August 5, 2023

022 - Credibility Crisis

A recent prominent trend in AI research papers has been to use GPT-4 to grade the results of systems, including having GPT-4 grade its own results.

Even someone with no technical background in AI can see how spectacularly terrible this is.

People familiar with the phrase "Garbage In, Garbage Out" (GIGO), likely feel an even deeper sense of contempt and revulsion upon hearing that this method was used. However, it gets worse.

Having GPT-4 grade results demonstrates negative credibility to begin with, but when you factor in that the model changes over time you also introduce further serious issues for reproducibility. Regardless of how people may feel about whether or not that model is degrading over time, any inconsistency causes this issue, not just declining performance.

Garbage generators are quickly flooding #AI #research with toxic waste. Even when the text of the papers isn't AI-generated, if the results are graded by those systems then a scientific crime has been committed. The damage is then multiplied as subsequent models are further contaminated by output from the first.

If research is to retain any shred of credibility, this must change, and soon.

Even if this shift toward extreme laziness were a one-way road, at a bare minimum systems that are actually capable of assisting in the research process could be used in place of chatbots like GPT-4. The ICOM technology stack offers a number of strong benefits in this domain. One of the use cases currently planned is specifically to review and build humanity's deepest, broadest, and most robust understanding of peer-reviewed material across multiple domains.

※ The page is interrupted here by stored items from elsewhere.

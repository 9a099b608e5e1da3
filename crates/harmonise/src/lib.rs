//! # emsr-harmonise
//!
//! Converts magnitude measures from heterogeneous scales onto one target
//! scale with a library of [`ConversionFormula`]s.
//!
//! Each formula maps the measures in its domain (a catalogue [`Filter`]
//! such as "scale `mb` reported by agency `A`") to its target scale. When
//! no formula converts a measure directly, the [`Harmoniser`] chains
//! formulas through intermediate scales:
//!
//! ```text
//! mb (agency A) ──f1──▶ M2 ──f2──▶ Mw
//! ```
//!
//! Standard errors propagate along the chain. The [`HarmoniserResult`]
//! partitions the input into converted and unconverted measures and can be
//! exported as CSV or JSON.
//!
//! [`Filter`]: emsr_catalogue::Filter

mod config;
mod error;
mod formula;
mod harmoniser;
mod result;

pub use config::HarmoniserConfig;
pub use error::HarmoniseError;
pub use formula::{ConversionFormula, Transform};
pub use harmoniser::Harmoniser;
pub use result::{ConvertedMeasure, ExportFormat, HarmoniserResult};
//! Pure Rust image engine built on the `image` crate.
//!
//! Everything is statically linked into the binary.
//!
//! ## Crate mapping
//!
//! | Operation | Crate / function |
//! |---|---|
//! | Format detection | `image::guess_format` (magic bytes) |
//! | Dimensions | `ImageReader::into_dimensions` (header only, no pixel decode) |
//! | Decode (JPEG, PNG, GIF, BMP, TIFF, WebP) | `image` crate decoders |
//! | Resize | `DynamicImage::resize_exact` with the configured filter |
//! | Allocation cap | `image::Limits::default().max_alloc`, checked before resampling |
//! | Encode | `DynamicImage::write_to`, same format as the input |

use super::backend::{BackendError, Dimensions, ImageBackend};
use super::calculations::calculate_auto_dimensions;
use super::params::ResizeParams;
use image::{DynamicImage, ImageFormat, ImageReader, Limits};
use std::io::Cursor;
use tracing::debug;

/// Formats with both a decoder and an encoder compiled in.
const ROUND_TRIP_FORMATS: &[ImageFormat] = &[
    ImageFormat::Jpeg,
    ImageFormat::Png,
    ImageFormat::Gif,
    ImageFormat::Bmp,
    ImageFormat::Tiff,
    ImageFormat::WebP,
];

/// Engine using the `image` crate ecosystem.
///
/// See the [module docs](self) for the crate-to-operation mapping.
pub struct RustBackend;

impl RustBackend {
    pub fn new() -> Self {
        Self
    }
}

impl Default for RustBackend {
    fn default() -> Self {
        Self::new()
    }
}

/// Identify the container format from the leading bytes.
fn detect_format(bytes: &[u8]) -> Result<ImageFormat, BackendError> {
    let format =
        image::guess_format(bytes).map_err(|e| BackendError::UnsupportedFormat(e.to_string()))?;
    if !ROUND_TRIP_FORMATS.contains(&format) {
        return Err(BackendError::UnsupportedFormat(format!("{format:?}")));
    }
    Ok(format)
}

/// Decode encoded bytes into an in-memory image.
fn load_image(bytes: &[u8]) -> Result<(DynamicImage, ImageFormat), BackendError> {
    let format = detect_format(bytes)?;
    let img = ImageReader::with_format(Cursor::new(bytes), format)
        .decode()
        .map_err(|e| BackendError::Decode(e.to_string()))?;
    Ok((img, format))
}

/// Convert to a pixel layout the target encoder accepts.
///
/// JPEG has no alpha channel; GIF, BMP and WebP only take 8-bit RGB(A);
/// PNG and TIFF take 8/16-bit but not floating point.
fn encodable_for(img: DynamicImage, format: ImageFormat) -> DynamicImage {
    match format {
        ImageFormat::Jpeg => DynamicImage::ImageRgb8(img.to_rgb8()),
        ImageFormat::Gif | ImageFormat::Bmp | ImageFormat::WebP => {
            DynamicImage::ImageRgba8(img.to_rgba8())
        }
        _ => match img {
            DynamicImage::ImageRgb32F(_) | DynamicImage::ImageRgba32F(_) => {
                DynamicImage::ImageRgba16(img.to_rgba16())
            }
            other => other,
        },
    }
}

/// Bytes `resize_exact` allocates to scale `original` to `target`.
///
/// The vertical pass writes an RGBA `f32` buffer of the original width and
/// the target height; the horizontal pass writes the output in the source
/// pixel layout.
fn resize_footprint(original: (u32, u32), target: (u32, u32), bytes_per_pixel: u64) -> u64 {
    let intermediate = u64::from(original.0)
        .saturating_mul(u64::from(target.1))
        .saturating_mul(16);
    let output = u64::from(target.0)
        .saturating_mul(u64::from(target.1))
        .saturating_mul(bytes_per_pixel);
    intermediate.saturating_add(output)
}

/// Refuse a resize whose buffers would exceed the decoder allocation limit.
fn check_footprint(
    original: (u32, u32),
    target: (u32, u32),
    bytes_per_pixel: u64,
) -> Result<(), BackendError> {
    let Some(max_alloc) = Limits::default().max_alloc else {
        return Ok(());
    };
    let needed = resize_footprint(original, target, bytes_per_pixel);
    if needed > max_alloc {
        return Err(BackendError::TooLarge(format!(
            "{}x{} needs {} bytes, limit is {}",
            target.0, target.1, needed, max_alloc
        )));
    }
    Ok(())
}

/// Encode an image into `format`.
fn save_image(img: DynamicImage, format: ImageFormat) -> Result<Vec<u8>, BackendError> {
    let img = encodable_for(img, format);
    let mut out = Cursor::new(Vec::new());
    img.write_to(&mut out, format)
        .map_err(|e| BackendError::Encode(format!("{format:?}: {e}")))?;
    Ok(out.into_inner())
}

impl ImageBackend for RustBackend {
    fn dimensions(&self, bytes: &[u8]) -> Result<Dimensions, BackendError> {
        let format = detect_format(bytes)?;
        let (width, height) = ImageReader::with_format(Cursor::new(bytes), format)
            .into_dimensions()
            .map_err(|e| BackendError::Decode(e.to_string()))?;
        Ok(Dimensions { width, height })
    }

    fn resize(&self, bytes: &[u8], params: &ResizeParams) -> Result<Vec<u8>, BackendError> {
        let (img, format) = load_image(bytes)?;
        let original = (img.width(), img.height());
        let (width, height) = calculate_auto_dimensions(original, params.width, params.height);

        debug!(
            ?format,
            orig_w = original.0,
            orig_h = original.1,
            width,
            height,
            filter = ?params.filter,
            "Resizing image"
        );

        let resized = if (width, height) == original {
            img
        } else {
            check_footprint(
                original,
                (width, height),
                u64::from(img.color().bytes_per_pixel()),
            )?;
            img.resize_exact(width, height, params.filter.filter_type())
        };
        save_image(resized, format)
    }
}

#[cfg(test)]
pub(crate) mod tests {
    use super::*;
    use crate::imaging::Filter;
    use image::{Rgb, RgbImage, Rgba, RgbaImage};

    /// Encode a synthetic gradient as `format`.
    pub(crate) fn encode_test_image(width: u32, height: u32, format: ImageFormat) -> Vec<u8> {
        let img = RgbImage::from_fn(width, height, |x, y| {
            Rgb([(x % 256) as u8, (y % 256) as u8, 128])
        });
        let mut out = Cursor::new(Vec::new());
        DynamicImage::ImageRgb8(img)
            .write_to(&mut out, format)
            .unwrap();
        out.into_inner()
    }

    pub(crate) fn test_png(width: u32, height: u32) -> Vec<u8> {
        encode_test_image(width, height, ImageFormat::Png)
    }

    #[test]
    fn icon_is_recognised_but_unsupported() {
        let ico = [0u8, 0, 1, 0, 1, 0, 16, 16, 0, 0, 1, 0, 32, 0];
        let result = RustBackend::new().dimensions(&ico);
        assert!(matches!(result, Err(BackendError::UnsupportedFormat(_))));
    }

    #[test]
    fn dimensions_of_png() {
        let backend = RustBackend::new();
        let dims = backend.dimensions(&test_png(200, 150)).unwrap();
        assert_eq!(dims, Dimensions { width: 200, height: 150 });
    }

    #[test]
    fn dimensions_of_jpeg() {
        let backend = RustBackend::new();
        let bytes = encode_test_image(64, 48, ImageFormat::Jpeg);
        let dims = backend.dimensions(&bytes).unwrap();
        assert_eq!(dims, Dimensions { width: 64, height: 48 });
    }

    #[test]
    fn dimensions_of_garbage_errors() {
        let backend = RustBackend::new();
        let result = backend.dimensions(b"definitely not an image");
        assert!(matches!(result, Err(BackendError::UnsupportedFormat(_))));
    }

    #[test]
    fn resize_truncated_png_errors() {
        let backend = RustBackend::new();
        let mut bytes = test_png(100, 100);
        bytes.truncate(40);
        let result = backend.resize(&bytes, &ResizeParams::new(Some(50), None));
        assert!(matches!(result, Err(BackendError::Decode(_))));
    }

    #[test]
    fn resize_exact_dimensions() {
        let backend = RustBackend::new();
        let out = backend
            .resize(&test_png(200, 100), &ResizeParams::new(Some(300), Some(150)))
            .unwrap();
        let dims = backend.dimensions(&out).unwrap();
        assert_eq!(dims, Dimensions { width: 300, height: 150 });
    }

    #[test]
    fn resize_auto_height_preserves_aspect() {
        let backend = RustBackend::new();
        let out = backend
            .resize(&test_png(200, 100), &ResizeParams::new(Some(100), None))
            .unwrap();
        let dims = backend.dimensions(&out).unwrap();
        assert_eq!(dims, Dimensions { width: 100, height: 50 });
    }

    #[test]
    fn resize_auto_width_preserves_aspect() {
        let backend = RustBackend::new();
        let out = backend
            .resize(&test_png(160, 90), &ResizeParams::new(None, Some(45)))
            .unwrap();
        let dims = backend.dimensions(&out).unwrap();
        assert_eq!(dims, Dimensions { width: 80, height: 45 });
    }

    #[test]
    fn resize_keeps_input_format() {
        let backend = RustBackend::new();
        for format in [ImageFormat::Png, ImageFormat::Jpeg, ImageFormat::Gif] {
            let out = backend
                .resize(
                    &encode_test_image(40, 20, format),
                    &ResizeParams::new(Some(20), None),
                )
                .unwrap();
            assert_eq!(image::guess_format(&out).unwrap(), format);
        }
    }

    #[test]
    fn resize_same_size_round_trips_dimensions() {
        let backend = RustBackend::new();
        let out = backend
            .resize(&test_png(64, 32), &ResizeParams::new(Some(64), None))
            .unwrap();
        assert_eq!(
            backend.dimensions(&out).unwrap(),
            Dimensions { width: 64, height: 32 }
        );
    }

    #[test]
    fn footprint_counts_intermediate_and_output() {
        // 10x20 -> 5x40 RGB8: 10*40*16 + 5*40*3
        assert_eq!(resize_footprint((10, 20), (5, 40), 3), 6400 + 600);
        assert_eq!(resize_footprint((u32::MAX, 1), (u32::MAX, u32::MAX), 4), u64::MAX);
    }

    #[test]
    fn resize_beyond_alloc_limit_errors() {
        let backend = RustBackend::new();
        let result = backend.resize(&test_png(4, 4), &ResizeParams::new(Some(100_000), None));
        assert!(matches!(result, Err(BackendError::TooLarge(_))));
    }

    #[test]
    fn resize_rgba_png_to_jpeg_layout_drops_alpha() {
        let img = DynamicImage::ImageRgba8(RgbaImage::from_pixel(4, 4, Rgba([1, 2, 3, 4])));
        let converted = encodable_for(img, ImageFormat::Jpeg);
        assert!(matches!(converted, DynamicImage::ImageRgb8(_)));
    }

    #[test]
    fn resize_honours_filter_param() {
        let backend = RustBackend::new();
        let out = backend
            .resize(
                &test_png(10, 10),
                &ResizeParams::new(Some(5), Some(5)).with_filter(Filter::Nearest),
            )
            .unwrap();
        assert_eq!(
            backend.dimensions(&out).unwrap(),
            Dimensions { width: 5, height: 5 }
        );
    }
}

For neural networks and #GPT-based systems, such a thing would be architecturally impossible in any meaningful sense. However, by adding the human-like motivational system, memory, and dynamic concept learning of ICOM-based systems dynamic growth across arbitrary domains and petabyte scale becomes possible. These capacities have been demonstrated, and the scalability engineering work is in progress.

They can apply the scientific method to scrutinize results, propose hypotheses, and generally lessen the burden placed on the peer review process by raising the bar and reducing inconsistencies. Separate systems could also be used in assisting the research process and scrutinizing submissions for peer review. This could add further security and validation to the process, while also extracting more added value than the associated overhead costs would entail.

How soon this technology can be deployed and scaled will depend on how quickly proper funding for it may be secured. One thing we can be certain of between now and then is that the cost of the status quo is a thing that humanity cannot afford.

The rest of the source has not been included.